"It is apparent that the foundation and executors have no intention of abiding by the provisions of the will and trust regarding the consultation of the Rosenbach," the complaint states.
One of its two Center City buildings on Delancey Place at 20th Street is named for the creator of Where the Wild Things Are, In the Night Kitchen, and Chicken Soup With Rice. Sendak's relationship with the quirky Rosenbach dates to the 1960s, when he began placing his work on deposit there. He was named a board member in 1973, honorary president in 2003, and became a major donor. The Rosenbach mounted more than 70 Sendak shows between 1969 and 2014, including one that closed the day before it filed the suit.

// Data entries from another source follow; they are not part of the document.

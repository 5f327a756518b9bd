use actix_web::{HttpResponse, Responder};
use serde::{Deserialize, Serialize};

#[derive(Serialize, Deserialize, utoipa::ToSchema)]
pub struct HealthResponse {
    pub status: String,
    pub service: String,
    pub version: String,
    pub timestamp: i64,
}

#[utoipa::path(
    get,
    path = "/health",
    tag = "Health",
    responses(
        (status = 200, description = "Service is healthy", body = HealthResponse)
    )
)]
pub async fn health_check() -> impl Responder {
    HttpResponse::Ok().json(HealthResponse {
        status: "healthy".to_string(),
        service: "mtg-collection-service".to_string(),
        version: env!("CARGO_PKG_VERSION").to_string(),
        timestamp: chrono::Utc::now().timestamp(),
    })
}
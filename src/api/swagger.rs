use utoipa::openapi::security::{HttpAuthScheme, HttpBuilder, SecurityScheme};
use utoipa::OpenApi;

#[derive(OpenApi)]
#[openapi(
    info(
        title = "MTG Collection Service API",
        version = "1.0.0",
        description = "API documentation for the MTG collection manager. \n\n**Authentication:** Most endpoints require a JWT Bearer token.\n\n**Features:**\n- Account registration and JWT login\n- Card search proxied to Scryfall (French-localized, English fallback)\n- Personal card collections with per-printing tracking\n- Deck building with per-format legality validation\n- Dashboard statistics",
        contact(
            name = "MTG Collection Team",
            email = "support@mtg-collection.fr"
        )
    ),
    paths(
        // Auth endpoints
        crate::api::auth::register,
        crate::api::auth::login,
        crate::api::auth::get_me,

        // Health
        crate::api::health::health_check,

        // Cards (Scryfall proxy)
        crate::api::cards::search,

        // Collections
        crate::api::collections::add_card,

        // Decks
        crate::api::decks::add_card,
        crate::api::decks::validate_deck,

        // Stats
        crate::api::stats::dashboard,
    ),
    components(
        schemas(
            // Auth
            crate::services::auth_service::RegisterRequest,
            crate::services::auth_service::LoginRequest,
            crate::services::auth_service::UpdateProfileRequest,
            crate::services::auth_service::ChangePasswordRequest,
            crate::services::auth_service::AuthResponse,
            crate::models::UserInfo,
            crate::models::PublicProfile,

            // Health
            crate::api::health::HealthResponse,

            // Collections
            crate::services::collection_service::CreateCollectionRequest,
            crate::services::collection_service::UpdateCollectionRequest,
            crate::services::collection_service::AddCardRequest,
            crate::services::collection_service::UpdateCardRequest,
            crate::models::CardCondition,
            crate::models::CollectionEntry,

            // Decks
            crate::services::deck_service::CreateDeckRequest,
            crate::services::deck_service::UpdateDeckRequest,
            crate::services::deck_service::AddDeckCardRequest,
            crate::services::deck_service::UpdateDeckCardRequest,
            crate::services::deck_service::SetCommanderRequest,
            crate::services::legality::DeckValidationReport,
            crate::models::DeckFormat,
            crate::models::DeckEntry,
            crate::models::Commander,

            // Stats
            crate::services::stats_service::DashboardStats,
        )
    ),
    tags(
        (name = "Auth", description = "Registration, login, and account management. Local email/password with JWT sessions."),
        (name = "Health", description = "Health check endpoint for monitoring service status."),
        (name = "Cards", description = "Card search and lookup, proxied to the Scryfall API with a shared TTL cache."),
        (name = "Collections", description = "Personal card collections. Entries track printing, condition, language, and foil."),
        (name = "Decks", description = "Deck building endpoints with per-format legality checks (banlists, color identity, copy limits)."),
        (name = "Stats", description = "Aggregated dashboard statistics over the user's collections and decks."),
    ),
    modifiers(&SecurityAddon)
)]
pub struct ApiDoc;

struct SecurityAddon;

impl utoipa::Modify for SecurityAddon {
    fn modify(&self, openapi: &mut utoipa::openapi::OpenApi) {
        if let Some(components) = openapi.components.as_mut() {
            components.add_security_scheme(
                "bearer_auth",
                SecurityScheme::Http(
                    HttpBuilder::new()
                        .scheme(HttpAuthScheme::Bearer)
                        .bearer_format("JWT")
                        .description(Some("Enter your JWT token"))
                        .build(),
                ),
            );
        }
    }
}
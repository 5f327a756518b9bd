use crate::database::MongoDB;
use crate::middleware::auth::current_user;
use crate::services::collection_service;
use crate::services::collection_service::{
    AddCardRequest, CreateCollectionRequest, UpdateCardRequest, UpdateCollectionRequest,
};
use crate::utils::TtlCache;
use actix_web::{web, HttpRequest, HttpResponse};

pub async fn list_collections(db: web::Data<MongoDB>, req: HttpRequest) -> HttpResponse {
    let user = match current_user(&req) {
        Ok(user) => user,
        Err(e) => return e.to_response(),
    };
    log::info!("📚 GET /api/collections - {}", user.user_id);

    match collection_service::list_collections(&db, &user.user_id).await {
        Ok(collections) => HttpResponse::Ok().json(serde_json::json!({
            "success": true,
            "count": collections.len(),
            "data": collections
        })),
        Err(e) => e.to_response(),
    }
}

pub async fn create_collection(
    db: web::Data<MongoDB>,
    req: HttpRequest,
    request: web::Json<CreateCollectionRequest>,
) -> HttpResponse {
    let user = match current_user(&req) {
        Ok(user) => user,
        Err(e) => return e.to_response(),
    };
    log::info!("📚 POST /api/collections - {} ({})", request.name, user.user_id);

    match collection_service::create_collection(&db, &user.user_id, &request).await {
        Ok(collection) => HttpResponse::Created().json(serde_json::json!({
            "success": true,
            "data": collection
        })),
        Err(e) => e.to_response(),
    }
}

pub async fn get_collection(
    db: web::Data<MongoDB>,
    req: HttpRequest,
    path: web::Path<String>,
) -> HttpResponse {
    let user = match current_user(&req) {
        Ok(user) => user,
        Err(e) => return e.to_response(),
    };
    let id = path.into_inner();

    match collection_service::get_collection(&db, &id, &user.user_id).await {
        Ok(collection) => HttpResponse::Ok().json(serde_json::json!({
            "success": true,
            "data": collection
        })),
        Err(e) => e.to_response(),
    }
}

pub async fn update_collection(
    db: web::Data<MongoDB>,
    req: HttpRequest,
    path: web::Path<String>,
    request: web::Json<UpdateCollectionRequest>,
) -> HttpResponse {
    let user = match current_user(&req) {
        Ok(user) => user,
        Err(e) => return e.to_response(),
    };
    let id = path.into_inner();
    log::info!("✏️ PUT /api/collections/{} - {}", id, user.user_id);

    match collection_service::update_collection(&db, &id, &user.user_id, &request).await {
        Ok(collection) => HttpResponse::Ok().json(serde_json::json!({
            "success": true,
            "data": collection
        })),
        Err(e) => e.to_response(),
    }
}

pub async fn delete_collection(
    db: web::Data<MongoDB>,
    req: HttpRequest,
    path: web::Path<String>,
) -> HttpResponse {
    let user = match current_user(&req) {
        Ok(user) => user,
        Err(e) => return e.to_response(),
    };
    let id = path.into_inner();
    log::info!("🗑️ DELETE /api/collections/{} - {}", id, user.user_id);

    match collection_service::delete_collection(&db, &id, &user.user_id).await {
        Ok(()) => HttpResponse::Ok().json(serde_json::json!({
            "success": true,
            "message": "Collection deleted"
        })),
        Err(e) => e.to_response(),
    }
}

#[utoipa::path(
    post,
    path = "/api/collections/{id}/cards",
    tag = "Collections",
    request_body = AddCardRequest,
    responses(
        (status = 200, description = "Card added (same printing merges into the existing entry)"),
        (status = 403, description = "Not the collection owner"),
        (status = 404, description = "Collection or card not found")
    ),
    security(("bearer_auth" = []))
)]
pub async fn add_card(
    db: web::Data<MongoDB>,
    cache: web::Data<TtlCache>,
    req: HttpRequest,
    path: web::Path<String>,
    request: web::Json<AddCardRequest>,
) -> HttpResponse {
    let user = match current_user(&req) {
        Ok(user) => user,
        Err(e) => return e.to_response(),
    };
    let id = path.into_inner();
    log::info!("➕ POST /api/collections/{}/cards - card {}", id, request.card_id);

    match collection_service::add_card(&db, &cache, &id, &user.user_id, &request).await {
        Ok(collection) => HttpResponse::Ok().json(serde_json::json!({
            "success": true,
            "data": collection
        })),
        Err(e) => e.to_response(),
    }
}

pub async fn update_card(
    db: web::Data<MongoDB>,
    req: HttpRequest,
    path: web::Path<(String, String)>,
    request: web::Json<UpdateCardRequest>,
) -> HttpResponse {
    let user = match current_user(&req) {
        Ok(user) => user,
        Err(e) => return e.to_response(),
    };
    let (id, card_id) = path.into_inner();
    log::info!("✏️ PUT /api/collections/{}/cards/{}", id, card_id);

    match collection_service::update_card(&db, &id, &user.user_id, &card_id, &request).await {
        Ok(collection) => HttpResponse::Ok().json(serde_json::json!({
            "success": true,
            "data": collection
        })),
        Err(e) => e.to_response(),
    }
}

pub async fn remove_card(
    db: web::Data<MongoDB>,
    req: HttpRequest,
    path: web::Path<(String, String)>,
) -> HttpResponse {
    let user = match current_user(&req) {
        Ok(user) => user,
        Err(e) => return e.to_response(),
    };
    let (id, card_id) = path.into_inner();
    log::info!("🗑️ DELETE /api/collections/{}/cards/{}", id, card_id);

    match collection_service::remove_card(&db, &id, &user.user_id, &card_id).await {
        Ok(collection) => HttpResponse::Ok().json(serde_json::json!({
            "success": true,
            "data": collection
        })),
        Err(e) => e.to_response(),
    }
}
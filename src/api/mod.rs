pub mod auth;
pub mod cards;
pub mod collections;
pub mod decks;
pub mod health;
pub mod stats;
pub mod swagger;
pub mod users;
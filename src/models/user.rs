use mongodb::bson::oid::ObjectId;
use mongodb::bson::DateTime as BsonDateTime;
use serde::{Deserialize, Serialize};

/// User account (collection: users).
/// `user_id` is the primary identifier used everywhere (ObjectId hex),
/// matching the `sub` claim of issued JWTs.
#[derive(Debug, Serialize, Deserialize, Clone)]
pub struct User {
    #[serde(rename = "_id", skip_serializing_if = "Option::is_none")]
    pub _id: Option<ObjectId>,
    pub user_id: String,
    pub email: String,
    pub username: String,
    /// bcrypt hash — exposed to clients only through `UserInfo`, never raw.
    pub password: String,
    #[serde(default)]
    pub preferences: UserPreferences,
    #[serde(default = "default_is_active")]
    pub is_active: bool,
    pub created_at: Option<BsonDateTime>,
    pub updated_at: Option<BsonDateTime>,
    pub last_login: Option<BsonDateTime>,
}

fn default_is_active() -> bool {
    true
}

/// Préférences utilisateur (l'application est localisée en français).
#[derive(Debug, Serialize, Deserialize, Clone, utoipa::ToSchema)]
pub struct UserPreferences {
    #[serde(default = "default_language")]
    pub preferred_language: String,
    #[serde(default = "default_language")]
    pub default_card_language: String,
}

fn default_language() -> String {
    "fr".to_string()
}

impl Default for UserPreferences {
    fn default() -> Self {
        Self {
            preferred_language: default_language(),
            default_card_language: default_language(),
        }
    }
}

/// Sanitized view returned by auth/user endpoints (no password field).
#[derive(Debug, Serialize, Deserialize, Clone, utoipa::ToSchema)]
pub struct UserInfo {
    pub id: String,
    pub email: String,
    pub username: String,
    pub preferences: UserPreferences,
}

impl From<&User> for UserInfo {
    fn from(user: &User) -> Self {
        UserInfo {
            id: user.user_id.clone(),
            email: user.email.clone(),
            username: user.username.clone(),
            preferences: user.preferences.clone(),
        }
    }
}

/// Public profile visible to other users: no email, no preferences.
#[derive(Debug, Serialize, utoipa::ToSchema)]
pub struct PublicProfile {
    pub id: String,
    pub username: String,
    pub member_since: Option<String>,
}

impl From<&User> for PublicProfile {
    fn from(user: &User) -> Self {
        PublicProfile {
            id: user.user_id.clone(),
            username: user.username.clone(),
            member_since: user.created_at.map(|d| d.try_to_rfc3339_string().unwrap_or_default()),
        }
    }
}

#[cfg(test)]
mod tests {
    use super::*;

    #[test]
    fn test_user_info_has_no_password() {
        let user = User {
            _id: None,
            user_id: "abc".into(),
            email: "a@b.com".into(),
            username: "planeswalker".into(),
            password: "$2b$12$hash".into(),
            preferences: UserPreferences::default(),
            is_active: true,
            created_at: None,
            updated_at: None,
            last_login: None,
        };

        let info = UserInfo::from(&user);
        let json = serde_json::to_value(&info).unwrap();
        assert!(json.get("password").is_none());
        assert_eq!(json["email"], "a@b.com");
    }

    #[test]
    fn test_default_preferences_are_french() {
        let prefs = UserPreferences::default();
        assert_eq!(prefs.preferred_language, "fr");
        assert_eq!(prefs.default_card_language, "fr");
    }
}
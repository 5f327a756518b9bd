pub mod auth;
pub mod rate_limit;
pub mod security_headers;

pub use rate_limit::{RateLimiter, SlidingWindow};
pub use security_headers::SecurityHeaders;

The Sendak estate plans a Christie's auction on Jan. 21, and though no catalog has been issued, the sale title - "The World of Maurice Sendak: Artist, Author, Connoisseur" - leads the Rosenbach to believe some of the items in question are part of the sale. A Christie's spokeswoman said the items to be auctioned were still being cataloged.
Though the suit says the estate has said none of the items the Rosenbach claims would be auctioned, the museum has sought a court order barring the executors from transferring, disposing, or distributing any books until the dispute is resolved. It also would provide for delivery to the Rosenbach of the disputed items and any other rare books, require an accounting of the estate's full holdings, and compel the Sendak Foundation to consult with the Rosenbach on the continued display of Sendak items in Philadelphia.
Lawyers and officials from both sides either declined to comment or did not return calls. The suit names as respondents trustees Donald A. Hamburg, Lynn Caponera, and John Vitale, as well as other Maurice Sendak Foundation board members.
According to the suit, the Sendak trustees have turned over fewer than half the hundreds of items in Sendak's rare-book collection. In fact, the estate has told the Rosenbach it had no intention of transferring ownership of several extremely valuable volumes by Peter Rabbit author Beatrix Potter because they are children's books, not rare books, the suit states. The Rosenbach calls that reasoning not only faulty but rife with irony: Sendak argued that divisions between adult and children's literature were invalid - in his work as well as that of others. He called Potter's works "the literary equivalent of the greatest English prose writers that have lived."
To claim Potter's works are not rare books because they are for children "either demonstrates that the executors are shockingly ignorant of Mr. Sendak's views or is just a bad-faith effort on the part of the executors to manufacture some basis" for claiming the books as property of the estate rather than the Rosenbach.
The estate also claims two illuminated books by William Blake, Songs of Experience and Songs of Innocence, are not rare books because one lacks a binding and the other has pages that do not correspond to another copy of the same title.
The Rosenbach suit responds: "The Blake books are just that - books. The executors' assertion that what are plainly books are not books is nothing less than an attempt to override Mr. Sendak's decision to give all of his rare-edition books to the Rosenbach. The Blake books are highly valued and the executors have advised the Rosenbach that they intend to sell the Blakes. If sold, they might be expected to sell for several million dollars, which funds the executors would prefer to go to the foundation."
The Rosenbach does not dispute that 10,000 books, manuscripts, illustrations, and other materials long on deposit at the museum and library are owned by Sendak's estate to support a proposed museum and study center in his Connecticut home. But his will directed the estate and Rosenbach to reach a deal whereby the museum would continue to display many items.
Such a deal, long expected, has not been reached.
"The executors and the foundation have stated they do not consider themselves bound to follow the directives of the will in that respect," the suit says. "Indeed, the estate and foundation are so intent on having nothing to do with the Rosenbach, notwithstanding Mr. Sendak's lifetime practices and his stated wishes, that they have already begun to remove the Sendak artwork from the Rosenbach."
But many of those items are being placed in a "third-party storage facility, where they will not be available to authors and scholars to study, let alone the general public," the suit says. Though the foundation has been extant many years, it has not as of the filing date disclosed plans for an opening.
Says the suit: "All of these steps are being taken in a self-interested effort to assert immediate control over the Sendak artwork and exclude others, even while the foundation is apparently not in a position to begin proper operation of the kind of museum Mr. Sendak envisioned."
It was his intent, the suit says, "to continue to have the Rosenbach play a role in the display of his works to the public, which Mr. Sendak considered to be an important part of preserving his legacy."